From Dec. 19, however, travelers will be able to purchase Virgin America tickets at, and members of Virgin or Alaska frequent-flier programs will accrue points on flights of either airline.

Tickets will continue to be available for sale at virgin­

Pressure to grow

As other airlines consolidated into ever bigger giants — often with major stumbles as mergers such as United/Continental failed to mesh smoothly — Alaska management has until now stuck to its own strategy, developing into an efficient, on-time regional operation and keeping costs firmly in check.

But Michael E. Levine, a former top airline executive now on the New York University Law School faculty, said Alaska has run up against the limits of that strategy in terms of raising profits further.

“They’ve squeezed most of what they can squeeze out of Seattle and Portland,” he said, so they need to look elsewhere for the earnings growth demanded by the stock market.

“Network expansion is the route they’ve gone,” said Levine. “They are trying to build density on the West Coast.”

By adding Virgin America’s much bigger presence at both San Francisco and Los Angeles, the acquisition provides Alaska the bulk to compete along the West Coast against the bigger legacy carriers — American, Delta and United.

“We will overnight have the biggest seat share of any airline serving the West Coast,” said Tilden.

The merged airline will offer 289 daily flights to 52 destinations from California, including 113 daily nonstop flights to 32 destinations from three Bay Area airports and 105 daily nonstop flights to 37 destinations from four Los Angeles area airports.

It will also give Alaska more access to the high-demand East Coast airports in Washington, D.C. and the New York City area.

The airline is announcing Wednesday new daily flights from San Francisco to Orlando, Minneapolis and Orange County, Calif., beginning next summer.

Feds give nod

The finalizing of the acquisition comes a week after the U.S. Justice Department granted antitrust approval.

One condition was that Alaska has to limit its future collaboration with American Airlines to avoid reducing competition on routes where Virgin went head to head with American.

The loss of some American passenger traffic connecting with Alaska flights will cause a drop in revenue.

But Alaska hopes to make up that deficit — which it estimates will cause an initial hit to annual revenue of $15 million to $20 million — by growing its traffic in California.

Alaska management projects $50 million in annual savings from getting rid of duplicative functions and $175 million more in added revenue from network growth as a result of the combination.

That’s after the one-time costs of integrating the airlines, estimated at $300 million to $350 million.

As the deal closes, Alaska is paying $2.6 billion in cash and assumes Virgin’s debt and airplane order commitments valued at another $1.4 billion.

The “new Alaska” has nearly 19,000 employees and flies a fleet of 286 airplanes.

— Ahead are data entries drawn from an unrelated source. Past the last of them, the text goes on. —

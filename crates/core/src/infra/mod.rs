pub mod config;
pub mod quote;
pub mod speech;
use std::path::{Path, PathBuf};

use crate::domain::error::AppError;
use crate::domain::settings::AppSettings;

pub const CONFIG_ENV: &str = "QN_CONFIG";
const APP_DIR: &str = "quote-narrator";
const SETTINGS_FILE: &str = "settings.json";

/// 設定ファイルのパスを決める（引数 > QN_CONFIG > 標準の設定ディレクトリ）
pub fn resolve_config_path(explicit: Option<&Path>) -> Option<PathBuf> {
    if let Some(path) = explicit {
        return Some(path.to_path_buf());
    }
    if let Some(path) = std::env::var_os(CONFIG_ENV) {
        return Some(PathBuf::from(path));
    }
    dirs::config_dir().map(|dir| dir.join(APP_DIR).join(SETTINGS_FILE))
}

/// 設定ファイルを読む。ファイルが無ければデフォルト。
pub fn load_settings_file(path: &Path) -> Result<AppSettings, AppError> {
    if !path.exists() {
        log::info!("No settings file at {}. Using defaults.", path.display());
        return Ok(AppSettings::default());
    }

    let data = std::fs::read_to_string(path).map_err(|e| {
        AppError::config(format!("Failed to read {}: {e}", path.display()))
    })?;
    let settings: AppSettings = serde_json::from_str(&data).map_err(|e| {
        AppError::config(format!("Failed to parse {}: {e}", path.display()))
    })?;

    log::info!("Settings loaded from {}", path.display());
    Ok(settings)
}

/// 環境変数による上書き
pub fn apply_env_overrides(
    mut settings: AppSettings,
    lookup: impl Fn(&str) -> Option<String>,
) -> Result<AppSettings, AppError> {
    if let Some(v) = lookup("QN_POLL_INTERVAL_SECS") {
        settings.poll_interval_secs = v
            .trim()
            .parse()
            .map_err(|e| AppError::config(format!("QN_POLL_INTERVAL_SECS: {e}")))?;
    }
    if let Some(v) = lookup("QN_QUOTE_ENDPOINT") {
        settings.quote_endpoint = v.trim().to_string();
    }
    if let Some(v) = lookup("QN_SPEECH_BACKEND") {
        settings.speech_backend = v.parse()?;
    }
    if let Some(v) = lookup("QN_CONTENT_MODE") {
        settings.content_mode = v.parse()?;
    }
    Ok(settings)
}

/// 設定ファイル + 環境変数から設定を組み立てる（検証はまだしない）
pub fn load_settings(explicit: Option<&Path>) -> Result<AppSettings, AppError> {
    let settings = match resolve_config_path(explicit) {
        Some(path) => load_settings_file(&path)?,
        None => {
            log::warn!("Cannot determine config directory. Using defaults.");
            AppSettings::default()
        }
    };
    apply_env_overrides(settings, |key| std::env::var(key).ok())
}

The disparate fleet consists of 150 Boeing 737s from Alaska, 63 Airbus A320s from Virgin, 53 Bombardier Q-400s at regional subsidiary Horizon and 20 Embraer E-175 regional jets flown by partner SkyWest.

Harrison said the combined carrier can allocate those aircraft flexibly to increase revenue.

For instance, he said, it may take some Virgin A320s off the high-density transcontinental routes they currently fly into New York and Washington D.C., and replace them with larger 737-900s, while redeploying the A320s on less busy north-south routes.

The airline also inherits a Virgin order for 10 of Airbus’ larger A321 jets, with five to be delivered in 2017 and five the year after.

“That’s an aircraft we can do a lot with,” said Harrison.